Check each line of the entries for the string "Decimal". Report only how many lines have it.

RECORD EXCERPTS Block Start

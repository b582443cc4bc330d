use rust_decimal::Decimal;
use serde::{Deserialize, Serialize};

use super::HedgeFlag;
use crate::values::{InstrumentId, Volume};

/// Direction of a held position
#[derive(Debug, Clone, Copy, PartialEq, Eq, PartialOrd, Ord, Hash, Serialize, Deserialize)]
pub enum PositionDirection {
    Net,
    Long,
    Short,
}

/// Whether a position row covers today's or historical opens
#[derive(Debug, Clone, Copy, PartialEq, Eq, Hash, Serialize, Deserialize)]
pub enum PositionDate {
    Today,
    History,
}

/// One position row as reported by the trading front
///
/// Monetary fields are reported values; nothing here is computed locally.
#[derive(Debug, Clone, PartialEq, Serialize, Deserialize)]
pub struct PositionInfo {
    pub broker_id: String,
    pub investor_id: String,
    pub instrument_id: InstrumentId,
    pub direction: PositionDirection,
    pub hedge_flag: HedgeFlag,
    pub position_date: PositionDate,
    /// Yesterday's closing position
    pub yd_position: Volume,
    pub position: Volume,
    pub long_frozen: Volume,
    pub short_frozen: Volume,
    pub open_volume: Volume,
    pub close_volume: Volume,
    pub open_amount: Decimal,
    pub close_amount: Decimal,
    pub position_cost: Decimal,
    pub commission: Decimal,
    pub position_profit: Decimal,
}

impl PositionInfo {
    /// Returns true when no volume is held
    pub fn is_flat(&self) -> bool {
        self.position == 0
    }
}
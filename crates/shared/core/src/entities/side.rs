use serde::{Deserialize, Serialize};

/// Order direction (Buy or Sell)
#[derive(Debug, Clone, Copy, PartialEq, Eq, Hash, Serialize, Deserialize)]
pub enum Direction {
    Buy,
    Sell,
}

impl Direction {
    /// Returns the opposite direction
    pub fn opposite(&self) -> Self {
        match self {
            Direction::Buy => Direction::Sell,
            Direction::Sell => Direction::Buy,
        }
    }
}

/// Open/close instruction carried on every futures order
#[derive(Debug, Clone, Copy, PartialEq, Eq, Hash, Serialize, Deserialize)]
pub enum OffsetFlag {
    Open,
    Close,
    ForceClose,
    CloseToday,
    CloseYesterday,
    ForceOff,
    LocalForceClose,
}

impl OffsetFlag {
    /// Returns true if the flag opens new exposure
    pub fn is_open(&self) -> bool {
        matches!(self, OffsetFlag::Open)
    }
}

/// Speculation/hedge classification of an order or position
#[derive(Debug, Clone, Copy, PartialEq, Eq, Hash, Serialize, Deserialize)]
pub enum HedgeFlag {
    Speculation,
    Arbitrage,
    Hedge,
}

#[cfg(test)]
mod tests {
    use super::*;

    #[test]
    fn test_opposite_direction() {
        assert_eq!(Direction::Buy.opposite(), Direction::Sell);
        assert_eq!(Direction::Sell.opposite(), Direction::Buy);
    }

    #[test]
    fn test_offset_is_open() {
        assert!(OffsetFlag::Open.is_open());
        assert!(!OffsetFlag::CloseToday.is_open());
    }
}
//! Producers of mouse state, one per kind of platform.

mod desktop;
mod modern;
mod null;

pub use desktop::*;
pub use modern::*;
pub use null::*;

use super::DeviceCore;
use crate::errors::Result;

/// The contract shared by all mouse backends.
///
/// A backend receives notifications from the platform on the producer thread
/// and turns them into changes of the shared [`DeviceCore`]. Which backend is
/// used is decided at compile time, by the type parameter of
/// [`Mouse`](super::Mouse).
///
/// Backends are driven through [`Mouse`](super::Mouse), which applies pending
/// wheel resets and mode transitions before forwarding each event. Any error
/// returned from an event handler is reported to the caller only after
/// leaving the shared state as it was before the failing step.
pub trait Backend {
    /// What the backend binds to, e.g. a window.
    type Target: PartialEq;
    type ButtonEvent;
    type MotionEvent;
    type WheelEvent;

    /// Whether [`DeviceCore::set_mode`] must fail until a target is bound.
    const REQUIRES_BINDING: bool;

    /// Binds to `target`, or unbinds with `None`. Binding the current target
    /// again does nothing. Otherwise the current target is unbound first.
    fn bind(&mut self, core: &DeviceCore, target: Option<Self::Target>) -> Result<()>;

    /// Takes a pending mode request and performs the platform side of it
    /// (cursor visibility, confinement) before committing the new mode.
    fn apply_pending_mode_transition(&mut self, core: &DeviceCore) -> Result<()>;

    fn on_button_event(&mut self, core: &DeviceCore, event: Self::ButtonEvent) -> Result<()>;

    fn on_motion_event(&mut self, core: &DeviceCore, event: Self::MotionEvent) -> Result<()>;

    fn on_wheel_event(&mut self, core: &DeviceCore, event: Self::WheelEvent) -> Result<()>;

    fn on_focus_change(&mut self, core: &DeviceCore, focused: bool) -> Result<()>;
}

/// The backend which suits the build target.
#[cfg(windows)]
pub type PlatformBackend = DesktopBackend<crate::window::Win32Platform>;

/// The backend which suits the build target.
#[cfg(not(windows))]
pub type PlatformBackend = NullBackend;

RECORD EXCERPTS Block End

SOLUTION FOR THIS PROBLEM
6